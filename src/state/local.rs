//! Local file-based state storage backend.
//!
//! Stores the deployment unit state as JSON in a local directory. Saves go
//! through a temp-file-plus-rename so an interrupted commit never corrupts
//! the state file.

use async_trait::async_trait;
use std::path::{Path, PathBuf};
use tokio::fs;
use tokio::io::AsyncWriteExt;
use tracing::{debug, info};

use crate::error::{Result, StateError, StratusError};

use super::lock::{generate_holder_id, LockInfo, LOCK_EXPIRY_SECS};
use super::store::StateStore;
use super::types::{DeploymentUnitState, STATE_VERSION};

/// Default state directory name.
const STATE_DIR: &str = ".stratus";

/// State file name.
const STATE_FILE: &str = "state.json";

/// Lock file name.
const LOCK_FILE: &str = "state.lock";

/// Local file-based state store.
#[derive(Debug)]
pub struct LocalStateStore {
    /// Base directory for state files.
    base_dir: PathBuf,
    /// Path to the state file.
    state_path: PathBuf,
    /// Path to the lock file.
    lock_path: PathBuf,
}

impl LocalStateStore {
    /// Creates a new local state store with default paths.
    ///
    /// # Errors
    ///
    /// Returns an error if the base directory cannot be determined.
    pub fn new() -> Result<Self> {
        let base_dir = std::env::current_dir()
            .map_err(|e| {
                StratusError::internal(format!("Cannot determine current directory: {e}"))
            })?
            .join(STATE_DIR);

        Ok(Self::with_base_dir(base_dir))
    }

    /// Creates a new local state store with a custom base directory.
    #[must_use]
    pub fn with_base_dir(base_dir: impl Into<PathBuf>) -> Self {
        let base_dir = base_dir.into();
        let state_path = base_dir.join(STATE_FILE);
        let lock_path = base_dir.join(LOCK_FILE);

        Self {
            base_dir,
            state_path,
            lock_path,
        }
    }

    /// Creates a new local state store from a custom state file path.
    #[must_use]
    pub fn with_state_path(state_path: impl Into<PathBuf>) -> Self {
        let state_path = state_path.into();
        let base_dir = state_path
            .parent()
            .map_or_else(|| PathBuf::from("."), Path::to_path_buf);
        let lock_path = base_dir.join(LOCK_FILE);

        Self {
            base_dir,
            state_path,
            lock_path,
        }
    }

    /// Ensures the state directory exists.
    async fn ensure_dir(&self) -> Result<()> {
        if !self.base_dir.exists() {
            debug!("Creating state directory: {}", self.base_dir.display());
            fs::create_dir_all(&self.base_dir).await.map_err(|e| {
                StratusError::State(StateError::backend(format!(
                    "Failed to create state directory: {e}"
                )))
            })?;
        }
        Ok(())
    }

    /// Reads the lock file if it exists.
    async fn read_lock_file(&self) -> Result<Option<LockInfo>> {
        if !self.lock_path.exists() {
            return Ok(None);
        }

        let content = fs::read_to_string(&self.lock_path).await.map_err(|e| {
            StratusError::State(StateError::Corrupted {
                message: format!("Failed to read lock file: {e}"),
            })
        })?;

        let lock_info: LockInfo = serde_json::from_str(&content).map_err(|e| {
            StratusError::State(StateError::Corrupted {
                message: format!("Failed to parse lock file: {e}"),
            })
        })?;

        Ok(Some(lock_info))
    }

    /// Writes the lock file.
    async fn write_lock_file(&self, lock_info: &LockInfo) -> Result<()> {
        self.ensure_dir().await?;

        let content = serde_json::to_string_pretty(lock_info).map_err(|e| {
            StratusError::State(StateError::serialization(format!(
                "Failed to serialize lock: {e}"
            )))
        })?;

        let mut file = fs::File::create(&self.lock_path).await.map_err(|e| {
            StratusError::State(StateError::LockFailed {
                message: format!("Failed to create lock file: {e}"),
            })
        })?;

        file.write_all(content.as_bytes()).await.map_err(|e| {
            StratusError::State(StateError::LockFailed {
                message: format!("Failed to write lock file: {e}"),
            })
        })?;

        file.sync_all().await.map_err(|e| {
            StratusError::State(StateError::LockFailed {
                message: format!("Failed to sync lock file: {e}"),
            })
        })?;

        Ok(())
    }

    /// Deletes the lock file.
    async fn delete_lock_file(&self) -> Result<()> {
        if self.lock_path.exists() {
            fs::remove_file(&self.lock_path).await.map_err(|e| {
                StratusError::State(StateError::LockFailed {
                    message: format!("Failed to delete lock file: {e}"),
                })
            })?;
        }
        Ok(())
    }
}

#[async_trait]
impl StateStore for LocalStateStore {
    async fn load(&self) -> Result<Option<DeploymentUnitState>> {
        if !self.state_path.exists() {
            debug!("State file does not exist: {}", self.state_path.display());
            return Ok(None);
        }

        info!("Loading state from: {}", self.state_path.display());

        let content = fs::read_to_string(&self.state_path).await.map_err(|e| {
            StratusError::State(StateError::Corrupted {
                message: format!("Failed to read state file: {e}"),
            })
        })?;

        let state: DeploymentUnitState = serde_json::from_str(&content).map_err(|e| {
            StratusError::State(StateError::Corrupted {
                message: format!("Failed to parse state file: {e}"),
            })
        })?;

        if state.version != STATE_VERSION {
            return Err(StratusError::State(StateError::VersionMismatch {
                expected: STATE_VERSION.to_string(),
                found: state.version,
            }));
        }

        Ok(Some(state))
    }

    async fn save(&self, state: &DeploymentUnitState) -> Result<()> {
        self.ensure_dir().await?;

        debug!("Saving state to: {}", self.state_path.display());

        let content = serde_json::to_string_pretty(state).map_err(|e| {
            StratusError::State(StateError::serialization(format!(
                "Failed to serialize state: {e}"
            )))
        })?;

        // Write to a temporary file first, then rename for atomicity
        let temp_path = self.state_path.with_extension("tmp");

        let mut file = fs::File::create(&temp_path).await.map_err(|e| {
            StratusError::State(StateError::backend(format!(
                "Failed to create temp state file: {e}"
            )))
        })?;

        file.write_all(content.as_bytes()).await.map_err(|e| {
            StratusError::State(StateError::backend(format!(
                "Failed to write state file: {e}"
            )))
        })?;

        file.sync_all().await.map_err(|e| {
            StratusError::State(StateError::backend(format!(
                "Failed to sync state file: {e}"
            )))
        })?;

        // Atomic rename
        fs::rename(&temp_path, &self.state_path).await.map_err(|e| {
            StratusError::State(StateError::backend(format!(
                "Failed to rename state file: {e}"
            )))
        })?;

        debug!("State saved successfully");
        Ok(())
    }

    async fn delete(&self) -> Result<()> {
        if self.state_path.exists() {
            info!("Deleting state file: {}", self.state_path.display());
            fs::remove_file(&self.state_path).await.map_err(|e| {
                StratusError::State(StateError::backend(format!(
                    "Failed to delete state file: {e}"
                )))
            })?;
        }

        // Also delete lock file
        self.delete_lock_file().await?;

        Ok(())
    }

    async fn exists(&self) -> Result<bool> {
        Ok(self.state_path.exists())
    }

    async fn acquire_lock(&self, holder: &str) -> Result<LockInfo> {
        // Check for existing lock
        if let Some(existing) = self.read_lock_file().await? {
            if !existing.is_expired() {
                return Err(StratusError::State(StateError::LockedByOther {
                    holder: existing.holder.clone(),
                    since: existing.acquired_at.to_rfc3339(),
                }));
            }
            // Lock is expired, we can take it
            debug!("Expired lock found, taking over");
        }

        let holder_id = if holder.is_empty() {
            generate_holder_id()
        } else {
            holder.to_string()
        };

        let lock_info = LockInfo::new(&holder_id);
        self.write_lock_file(&lock_info).await?;

        info!(
            "Acquired state lock: {} (expires in {}s)",
            lock_info.lock_id, LOCK_EXPIRY_SECS
        );

        Ok(lock_info)
    }

    async fn refresh_lock(&self, lock_id: &str) -> Result<()> {
        let Some(mut existing) = self.read_lock_file().await? else {
            return Err(StratusError::State(StateError::LockFailed {
                message: format!("Cannot refresh lock {lock_id}: no lock is held"),
            }));
        };

        if existing.lock_id != lock_id {
            return Err(StratusError::State(StateError::LockedByOther {
                holder: existing.holder.clone(),
                since: existing.acquired_at.to_rfc3339(),
            }));
        }

        existing.refresh();
        self.write_lock_file(&existing).await?;
        debug!("Refreshed state lock: {lock_id}");
        Ok(())
    }

    async fn release_lock(&self, lock_id: &str) -> Result<()> {
        if let Some(existing) = self.read_lock_file().await? {
            if existing.lock_id == lock_id {
                self.delete_lock_file().await?;
                info!("Released state lock: {lock_id}");
            } else {
                debug!(
                    "Lock ID mismatch: expected {lock_id}, found {}",
                    existing.lock_id
                );
            }
        }
        Ok(())
    }

    async fn get_lock_info(&self) -> Result<Option<LockInfo>> {
        self.read_lock_file().await
    }

    async fn is_locked(&self) -> Result<bool> {
        if let Some(lock_info) = self.read_lock_file().await? {
            return Ok(!lock_info.is_expired());
        }
        Ok(false)
    }

    fn backend_type(&self) -> &'static str {
        "local"
    }
}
══════
## PROBLEM REQUIREMENTS
Show every line in the listing above that carries the word "expected".

## ANSWER TO THE EXERCISE
                expected: STATE_VERSION.to_string(),
                    "Lock ID mismatch: expected {lock_id}, found {}",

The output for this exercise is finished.